Well, Emma fell in a little heap this evening, and I pretty much fell right down after. It’s so hard. Everyone here has been so kind and lovely, but it’s stressful to be in someone else’s house. I can understand half, or maybe a little bit more, of what people say and Emma pretty much can’t understand anything.
I don’t know. We stayed upstairs for a while this afternoon, but there was only intermittent power because of a tree down on the lines, so it felt like it was a hundred degrees and incredibly muggy. Then other people got home and I had to be (or at least look) social. And I had to speak Indonesian.
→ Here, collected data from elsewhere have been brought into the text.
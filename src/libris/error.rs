use crate::forms::ValidationErrors;
use crate::model::EntityKind;
use thiserror::Error;

#[derive(Error, Debug)]
pub enum LibrisError {
    #[error("{} not found", .0.label())]
    NotFound(EntityKind),

    #[error("{} are not loaded", .0.collection())]
    NotLoaded(EntityKind),

    #[error("Invalid email or password")]
    InvalidCredentials,

    #[error("Invalid token")]
    InvalidToken,

    #[error("You must be signed in to do that")]
    Unauthenticated,

    #[error("Validation failed: {0}")]
    Validation(ValidationErrors),

    #[error("Network error: {0}")]
    Network(String),

    #[error("Parse error: {0}")]
    Parse(#[from] serde_json::Error),

    #[error("IO error: {0}")]
    Io(#[from] std::io::Error),

    #[error("Store error: {0}")]
    Store(String),

    #[error("Config error: {0}")]
    Config(String),

    #[error("{0}")]
    Remote(String),
}

impl LibrisError {
    /// Maps an envelope error message back to a typed error.
    ///
    /// The service's own messages are the `Display` strings above, so anything
    /// the mock backend can produce comes back as the same variant.
    pub fn from_remote_message(message: &str) -> Self {
        match message {
            "Invalid email or password" => return LibrisError::InvalidCredentials,
            "Invalid token" => return LibrisError::InvalidToken,
            _ => {}
        }
        EntityKind::ALL
            .iter()
            .find(|kind| message == format!("{} not found", kind.label()))
            .map(|kind| LibrisError::NotFound(*kind))
            .unwrap_or_else(|| LibrisError::Remote(message.to_string()))
    }
}

impl From<reqwest::Error> for LibrisError {
    fn from(err: reqwest::Error) -> Self {
        LibrisError::Network(err.to_string())
    }
}

impl From<ValidationErrors> for LibrisError {
    fn from(errors: ValidationErrors) -> Self {
        LibrisError::Validation(errors)
    }
}

pub type Result<T> = std::result::Result<T, LibrisError>;
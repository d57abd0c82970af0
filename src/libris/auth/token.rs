//! Mock bearer tokens and the fixed account directory.
//!
//! A token is base64 of `{"userId": .., "timestamp": ..}`. It is not signed:
//! anyone can mint one for any user id. Replace before any real deployment.

use crate::error::{LibrisError, Result};
use crate::model::{Id, User};
use base64::engine::general_purpose::STANDARD;
use base64::Engine;
use chrono::{DateTime, Utc};
use once_cell::sync::Lazy;
use serde::{Deserialize, Serialize};

#[derive(Debug, Clone, Copy, PartialEq, Eq, Serialize, Deserialize)]
pub struct TokenClaims {
    #[serde(rename = "userId")]
    pub user_id: Id,
    /// Milliseconds since the Unix epoch.
    pub timestamp: i64,
}

pub fn issue_token(user_id: Id, issued_at: DateTime<Utc>) -> String {
    let claims = TokenClaims {
        user_id,
        timestamp: issued_at.timestamp_millis(),
    };
    // Serializing two plain fields cannot fail
    let json = serde_json::to_vec(&claims).unwrap_or_default();
    STANDARD.encode(json)
}

pub fn decode_token(token: &str) -> Result<TokenClaims> {
    let bytes = STANDARD
        .decode(token.trim())
        .map_err(|_| LibrisError::InvalidToken)?;
    serde_json::from_slice(&bytes).map_err(|_| LibrisError::InvalidToken)
}

pub(crate) struct Account {
    pub user: User,
    pub password: &'static str,
}

pub(crate) static ACCOUNTS: Lazy<Vec<Account>> = Lazy::new(|| {
    vec![Account {
        user: User {
            id: 1,
            name: "Admin User".to_string(),
            email: "admin@library.com".to_string(),
            role: "admin".to_string(),
        },
        password: "admin123",
    }]
});

/// Exact match on email and password.
pub(crate) fn authenticate(email: &str, password: &str) -> Option<&'static User> {
    ACCOUNTS
        .iter()
        .find(|a| a.user.email == email && a.password == password)
        .map(|a| &a.user)
}

pub(crate) fn find_user(id: Id) -> Option<&'static User> {
    ACCOUNTS.iter().map(|a| &a.user).find(|u| u.id == id)
}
I mean, I can’t stress enough how nice these people are. They’ve given us snacks and drinks and urged us to just relax, and then they took us out to dinner. But I can’t relax. I have to spend every single second concentrating so that I have any hope of understanding what’s going on and that’s exhausting. I also constantly feel like I’m doing something wrong, and I’m self-conscious about my clothes and my messy hair and general grubbiness.
Everything got too much for Emma this evening too. Too much newness, too much strangeness, too much feeling uncomfortable, and then on the way to the restaurant they were asking if Emma would speak in front of a class – I mean, this is Emma, who sometimes doesn’t even want to speak in front of her family, let alone an entire class of Indonesian children. So she was slightly quivery right from the start, and then we sat down and she had to pick something off the menu and that was it. She sobbed on my shoulder and so of course I started crying and dripping tears into her hair. Great for a first night impression.
I just feel completely stuck. To leave would be the height of rudeness and I would feel so shitty about it. But to stay just seems so freaking hard. I don’t know how I can go seven days feeling like this, and I don’t know what to do about it. Tough it out and hope it gets better, or just give up and be a horrible person and leave. I don’t really know what Emma wants either – she is better and braver than me, but she also keeps giving me this look. So I don’t know.
Really, right now I’m ugly crying and I want to go home. I hate being away from Troy. I miss my boys. I hate being a failure. I hate that I still have a whole week. I hate myself for ruining this chance.